Jueves, 5 de octubre de 2006 | Hoy
EL PAíS › OPINION
Por Eduardo Jozami *
Hace pocos días, la Legislatura de la Ciudad de Buenos Aires realizó una sesión especial por el décimo aniversario de la Constitución de 1996. En un recinto escasamente poblado, los discursos coincidían en alabar a “la más progresista de las constituciones”, pero, llegado el momento de votar las declaraciones que reclamaban la plena autonomía, la sesión debió levantarse por falta de número. El deslucido episodio aparece como un símbolo de la distancia entre las expectativas de diez años atrás y la actual realidad institucional: la destitución de Aníbal Ibarra reveló doblemente la endeblez del sistema político: el jefe de Gobierno –con un mínimo respaldo legislativo– había dilapidado el apoyo electoral del amplio arco político convocado para batir a la derecha y, por otra parte, su destitución tuvo más que ver con una maniobra política que con el juzgamiento ecuánime de su responsabilidad.

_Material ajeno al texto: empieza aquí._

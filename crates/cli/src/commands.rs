use anyhow::{anyhow, Result};
use postbox_domain::{CreateMessage, ErrorRecord, RequestDescriptor, Session};
use postbox_infra::PostboxContext;
use serde_json::{json, Value};
use tracing::warn;

use crate::cli::{Account, Commands};

pub async fn execute(ctx: &PostboxContext, command: Commands) -> Result<()> {
    match command {
        Commands::Login(Account { email, password }) => {
            let mut reported = None;
            let session = ctx.api.login(&email, &password, |e| reported = Some(e)).await;
            let Some(session) = session else {
                return Err(reported.map_or_else(|| anyhow!("login failed"), failure));
            };
            // Profile fetch failed but the session survived
            if let Some(record) = reported {
                warn!(kind = %record.kind, detail = %record.detail, "login completed with error");
            }
            print(session_json(&session, ctx).await)
        }
        Commands::Logout => {
            let mut reported = None;
            let done = ctx.api.logout(|e| reported = Some(e)).await;
            required(done.then_some(()), reported)?;
            print(json!({ "loggedOut": true }))
        }
        Commands::Whoami => {
            let session = restore(ctx).await?;
            print(session_json(&session, ctx).await)
        }
        Commands::Renew => {
            let mut reported = None;
            let session = ctx.api.renew(|e| reported = Some(e)).await;
            let session = required(session, reported)?;
            print(session_json(&session, ctx).await)
        }
        Commands::Inbox { all, hidden } => {
            restore(ctx).await?;
            let mut reported = None;
            let inbox = ctx.messaging.get_inbox(!all, hidden, |e| reported = Some(e)).await;
            if let Some(record) = reported {
                return Err(failure(record));
            }
            print(serde_json::to_value(inbox)?)
        }
        Commands::Message { id } => {
            restore(ctx).await?;
            let mut reported = None;
            let message = ctx.messaging.get_message_content(&id, |e| reported = Some(e)).await;
            let message = required(message, reported)?;
            let mut value = serde_json::to_value(&message)?;
            if let (Some(text), Some(object)) = (message.text(), value.as_object_mut()) {
                object.insert("text".into(), Value::String(text.to_string()));
            }
            print(value)
        }
        Commands::Send { recipients, text } => {
            restore(ctx).await?;
            let message = CreateMessage::text(text, recipients);
            let mut reported = None;
            let sent = ctx.messaging.send_message(&message, |e| reported = Some(e)).await;
            print(serde_json::to_value(required(sent, reported)?)?)
        }
        Commands::FreeBlocks { endpoint } => {
            restore(ctx).await?;
            let mut reported = None;
            let blocks = ctx.schedule.get_free_blocks(&endpoint, |e| reported = Some(e)).await;
            print(serde_json::to_value(required(blocks, reported)?)?)
        }
        Commands::Forgot(Account { email, password }) => {
            let mut completion = None;
            let mut reported = None;
            ctx.api
                .forgot_password(&email, &password, |m| completion = Some(m), |e| reported = Some(e))
                .await;
            if let Some(record) = reported {
                return Err(failure(record));
            }
            print(json!({ "message": completion.unwrap_or_default() }))
        }
        Commands::Register(Account { email, password }) => {
            let mut completion = None;
            let mut reported = None;
            ctx.api
                .register(&email, &password, |m| completion = Some(m), |e| reported = Some(e))
                .await;
            if let Some(record) = reported {
                return Err(failure(record));
            }
            print(json!({ "response": parse_body(&completion.unwrap_or_default()) }))
        }
        Commands::Request { method, endpoint, body, no_auth } => {
            let mut descriptor = RequestDescriptor::new(method, endpoint);
            if let Some(body) = body {
                descriptor = descriptor.with_body(body);
            }
            if no_auth {
                descriptor = descriptor.unauthenticated();
            } else {
                restore(ctx).await?;
            }

            let mut reported = None;
            let raw = ctx.api.send_raw(&descriptor, |e| reported = Some(e)).await;
            print(parse_body(&required(raw, reported)?))
        }
    }
}

/// The held session, or one restored from the saved credential.
async fn restore(ctx: &PostboxContext) -> Result<Session> {
    let mut reported = None;
    let session = ctx.api.restore(|e| reported = Some(e)).await;
    required(session, reported)
}

async fn session_json(session: &Session, ctx: &PostboxContext) -> Value {
    let profile = ctx.api.user_info().await;
    json!({
        "userId": session.user_id,
        "expires": session.expires.to_rfc3339(),
        "name": profile.as_ref().map(|p| p.name()),
        "profile": profile,
    })
}

fn required<T>(value: Option<T>, reported: Option<ErrorRecord>) -> Result<T> {
    match (value, reported) {
        (Some(value), _) => Ok(value),
        (None, Some(record)) => Err(failure(record)),
        (None, None) => Err(anyhow!("no result returned")),
    }
}

fn failure(record: ErrorRecord) -> anyhow::Error {
    anyhow!("{}: {}", record.kind, record.detail)
}

/// JSON when the body is JSON, otherwise the text as a string.
fn parse_body(body: &str) -> Value {
    if body.is_empty() {
        return Value::Null;
    }
    serde_json::from_str(body).unwrap_or_else(|_| Value::String(body.to_string()))
}

fn print(value: Value) -> Result<()> {
    println!("{}", serde_json::to_string_pretty(&value)?);
    Ok(())
}

#[cfg(test)]
mod tests {
    use super::*;

    #[test]
    fn body_parsing_keeps_text_bodies() {
        assert_eq!(parse_body(""), Value::Null);
        assert_eq!(parse_body(r#"{"ok":true}"#), json!({ "ok": true }));
        assert_eq!(parse_body("Created"), Value::String("Created".into()));
    }

    #[test]
    fn reported_record_becomes_the_error() {
        let err = required::<()>(None, Some(ErrorRecord::new("Not Found", "gone"))).unwrap_err();
        assert_eq!(err.to_string(), "Not Found: gone");
        assert!(required(Some(1), None).is_ok());
    }
}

La Constitución de Buenos Aires era básicamente un programa. Fijaba las líneas para construir una democracia participativa, resguardaba los derechos individuales con un reconocimiento recíproco de la igualdad y las diferencias, definía las grandes orientaciones de las políticas públicas de vivienda, acción social, salud, minoridad y otras que priorizaban las demandas de los grupos más pobres y afirmaba la necesidad del desarrollo de las zonas relegadas del sur de la ciudad. En momentos en que el neoliberalismo campeaba en el país, en la ciudad de Buenos Aires se impuso una visión distinta que, lejos de rendir culto a los dioses del mercado, reconocía la preeminencia de lo público y la justicia social.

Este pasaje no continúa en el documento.